[Items from a dataset]
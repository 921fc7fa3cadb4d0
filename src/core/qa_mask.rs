//! Quality-flag decoding for Landsat and Sentinel-2 products.
//!
//! Both decoders are pure functions over a flag cube and a caller-supplied
//! set of acceptable categories; they never touch the measurement bands.

use std::collections::{BTreeMap, HashSet};

use serde::{Deserialize, Serialize};

use crate::types::{CleanMask, CubeError, CubeResult, FlagCube, SensorFamily};

/// Sentinel-2 scene classification categories accepted by default:
/// vegetation, not vegetated, water, unclassified, snow.
///
/// ```text
///  0 - no data
///  1 - saturated or defective
///  2 - dark area pixels
///  3 - cloud shadows
///  4 * vegetation
///  5 * not vegetated
///  6 * water
///  7 * unclassified
///  8 - cloud medium probability
///  9 - cloud high probability
/// 10 - thin cirrus
/// 11 * snow
/// ```
pub const SENTINEL2_DEFAULT_CATEGORIES: &[u8] = &[4, 5, 6, 7, 11];

/// Landsat Collection 1 `pixel_qa` bit positions accepted by default:
/// clear, water, snow.
///
/// ```text
///  0 : fill
///  1 * clear
///  2 * water
///  3 : cloud shadow
///  4 * snow
///  5 : cloud
/// 10 : terrain occlusion (Landsat 8 only)
/// ```
pub const LANDSAT_DEFAULT_BITS: &[u8] = &[1, 2, 4];

/// Default acceptable category set for a sensor family.
pub fn default_categories(family: SensorFamily) -> &'static [u8] {
    match family {
        SensorFamily::Landsat => LANDSAT_DEFAULT_BITS,
        SensorFamily::Sentinel2 => SENTINEL2_DEFAULT_CATEGORIES,
    }
}

/// Recognized `pixel_qa` bit layouts, selected from the widest observed
/// code. Every other width is rejected instead of decoding to an
/// all-invalid mask.
#[derive(Debug, Clone, Copy, PartialEq, Eq, Serialize, Deserialize)]
pub enum QaEncoding {
    /// 8-bit Landsat 5/7 codes; cloud confidence in bits 6-7
    Legacy8,
    /// 10-bit and wider Landsat 8 codes; cloud confidence in bits 6-7,
    /// cirrus confidence in bits 8-9
    Extended,
}

impl QaEncoding {
    pub fn from_bit_width(width: u32) -> CubeResult<Self> {
        match width {
            8 => Ok(QaEncoding::Legacy8),
            w if w >= 10 => Ok(QaEncoding::Extended),
            w => Err(CubeError::Configuration(format!(
                "unsupported pixel_qa bit width {}: expected 8 (Landsat 5/7) or >= 10 (Landsat 8)",
                w
            ))),
        }
    }

    pub fn bit_width(&self, observed: u32) -> u32 {
        match self {
            QaEncoding::Legacy8 => 8,
            QaEncoding::Extended => observed,
        }
    }

    /// Confidence bit pairs (low bit, high bit) that must read
    /// low-confidence (low set, high clear) for a code to survive the
    /// cloud pre-filter.
    fn confidence_pairs(&self) -> &'static [(u8, u8)] {
        match self {
            QaEncoding::Legacy8 => &[(6, 7)],
            QaEncoding::Extended => &[(6, 7), (8, 9)],
        }
    }

    fn is_low_confidence(&self, code: u16) -> bool {
        self.confidence_pairs()
            .iter()
            .all(|&(low, high)| code & (1 << low) != 0 && code & (1 << high) == 0)
    }
}

/// Unique flag codes with their occurrence counts, ascending by code.
pub fn flag_histogram(flags: &FlagCube) -> Vec<(u16, usize)> {
    let mut counts: BTreeMap<u16, usize> = BTreeMap::new();
    for &code in flags.iter() {
        *counts.entry(code).or_insert(0) += 1;
    }
    counts.into_iter().collect()
}

/// Decode a Sentinel-2 scene classification cube into a validity mask.
///
/// A pixel is valid iff its category is an element of `valid_categories`.
pub fn slc_clean_mask(flags: &FlagCube, valid_categories: &[u8]) -> CleanMask {
    let wanted: HashSet<u16> = valid_categories.iter().map(|&c| u16::from(c)).collect();
    flags.mapv(|code| wanted.contains(&code))
}

/// Decode a Landsat Collection 1 `pixel_qa` cube into a validity mask.
///
/// The bit layout is chosen from the widest observed code, then codes pass
/// two stages: a cloud(/cirrus) confidence pre-filter independent of the
/// caller's set, and a membership test accepting any code with at least one
/// bit of `valid_bits` set.
pub fn ls_qa_clean_mask(flags: &FlagCube, valid_bits: &[u8]) -> CubeResult<CleanMask> {
    let histogram = flag_histogram(flags);
    let max_code = histogram.last().map(|&(code, _)| code).unwrap_or(0);
    let observed_width = 16 - max_code.leading_zeros();
    let encoding = QaEncoding::from_bit_width(observed_width)?;

    let width = encoding.bit_width(observed_width);
    if let Some(&bit) = valid_bits.iter().find(|&&b| u32::from(b) >= width) {
        return Err(CubeError::Configuration(format!(
            "valid bit {} does not exist in the {}-bit pixel_qa encoding",
            bit, width
        )));
    }

    let accepted: HashSet<u16> = histogram
        .iter()
        .map(|&(code, _)| code)
        .filter(|&code| encoding.is_low_confidence(code))
        .filter(|&code| valid_bits.iter().any(|&bit| code & (1 << bit) != 0))
        .collect();

    log::debug!(
        "pixel_qa decode ({:?}): {} of {} observed codes accepted",
        encoding,
        accepted.len(),
        histogram.len()
    );

    Ok(flags.mapv(|code| accepted.contains(&code)))
}

/// Family dispatch used by the loaders. `valid_categories` of `None` (or an
/// explicit empty set) selects the family default.
pub fn clean_mask(
    family: SensorFamily,
    flags: &FlagCube,
    valid_categories: Option<&[u8]>,
) -> CubeResult<CleanMask> {
    let categories = match valid_categories {
        Some(c) if !c.is_empty() => c,
        _ => default_categories(family),
    };
    match family {
        SensorFamily::Sentinel2 => Ok(slc_clean_mask(flags, categories)),
        SensorFamily::Landsat => ls_qa_clean_mask(flags, categories),
    }
}

#[cfg(test)]
mod tests {
    use super::*;
    use ndarray::Array3;

    fn flag_cube(codes: &[u16]) -> FlagCube {
        Array3::from_shape_vec((1, 1, codes.len()), codes.to_vec()).unwrap()
    }

    #[test]
    fn slc_default_categories() {
        let codes: Vec<u16> = (0..=11).collect();
        let mask = slc_clean_mask(&flag_cube(&codes), SENTINEL2_DEFAULT_CATEGORIES);

        for (i, &code) in codes.iter().enumerate() {
            let expected = matches!(code, 4 | 5 | 6 | 7 | 11);
            assert_eq!(mask[[0, 0, i]], expected, "category {}", code);
        }
    }

    #[test]
    fn slc_category_override() {
        let mask = slc_clean_mask(&flag_cube(&[4, 6, 11]), &[6]);
        assert_eq!(mask[[0, 0, 0]], false);
        assert_eq!(mask[[0, 0, 1]], true);
        assert_eq!(mask[[0, 0, 2]], false);
    }

    #[test]
    fn landsat_legacy_codes() {
        // Landsat 5/7 style raster: 66 clear, 68 water, 72 shadow, 80 snow,
        // 96 low-confidence cloud, 130 medium cloud, 224 high cloud.
        let codes = [66u16, 68, 72, 80, 96, 130, 224];
        let mask = ls_qa_clean_mask(&flag_cube(&codes), LANDSAT_DEFAULT_BITS).unwrap();

        let expected = [true, true, false, true, false, false, false];
        for (i, want) in expected.iter().enumerate() {
            assert_eq!(mask[[0, 0, i]], *want, "code {}", codes[i]);
        }
    }

    #[test]
    fn landsat_extended_codes_check_cirrus_confidence() {
        // Landsat 8 style raster: 322 clear, 324 water, 328 shadow,
        // 352 cloud low-conf, 386 medium cloud, 898 high cirrus.
        let codes = [322u16, 324, 328, 352, 386, 898];
        let mask = ls_qa_clean_mask(&flag_cube(&codes), LANDSAT_DEFAULT_BITS).unwrap();

        let expected = [true, true, false, false, false, false];
        for (i, want) in expected.iter().enumerate() {
            assert_eq!(mask[[0, 0, i]], *want, "code {}", codes[i]);
        }
    }

    #[test]
    fn landsat_rejects_unknown_bit_widths() {
        // widest code has 7 bits
        assert!(matches!(
            ls_qa_clean_mask(&flag_cube(&[66, 96]), LANDSAT_DEFAULT_BITS),
            Err(CubeError::Configuration(_))
        ));
        // widest code has 9 bits
        assert!(matches!(
            ls_qa_clean_mask(&flag_cube(&[66, 480]), LANDSAT_DEFAULT_BITS),
            Err(CubeError::Configuration(_))
        ));
        // all-fill raster
        assert!(ls_qa_clean_mask(&flag_cube(&[0, 0]), LANDSAT_DEFAULT_BITS).is_err());
    }

    #[test]
    fn landsat_rejects_out_of_range_valid_bit() {
        let codes = [66u16, 224];
        assert!(matches!(
            ls_qa_clean_mask(&flag_cube(&codes), &[1, 9]),
            Err(CubeError::Configuration(_))
        ));
    }

    #[test]
    fn histogram_is_ascending_with_counts() {
        let flags = flag_cube(&[66, 66, 224, 66, 2]);
        assert_eq!(flag_histogram(&flags), vec![(2, 1), (66, 3), (224, 1)]);
    }

    #[test]
    fn dispatch_uses_family_defaults_for_empty_override() {
        let flags = flag_cube(&[4, 8]);
        let mask = clean_mask(SensorFamily::Sentinel2, &flags, Some(&[])).unwrap();
        assert_eq!(mask[[0, 0, 0]], true);
        assert_eq!(mask[[0, 0, 1]], false);
    }
}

## AIM OF THE EXERCISE:
Which of the lines above carry the string "true"? Pick them out and copy them.

## TASK RESPONSE:
        assert_eq!(mask[[0, 0, 1]], true);
        let expected = [true, true, false, true, false, false, false];
        let expected = [true, true, false, false, false, false];
        assert_eq!(mask[[0, 0, 0]], true);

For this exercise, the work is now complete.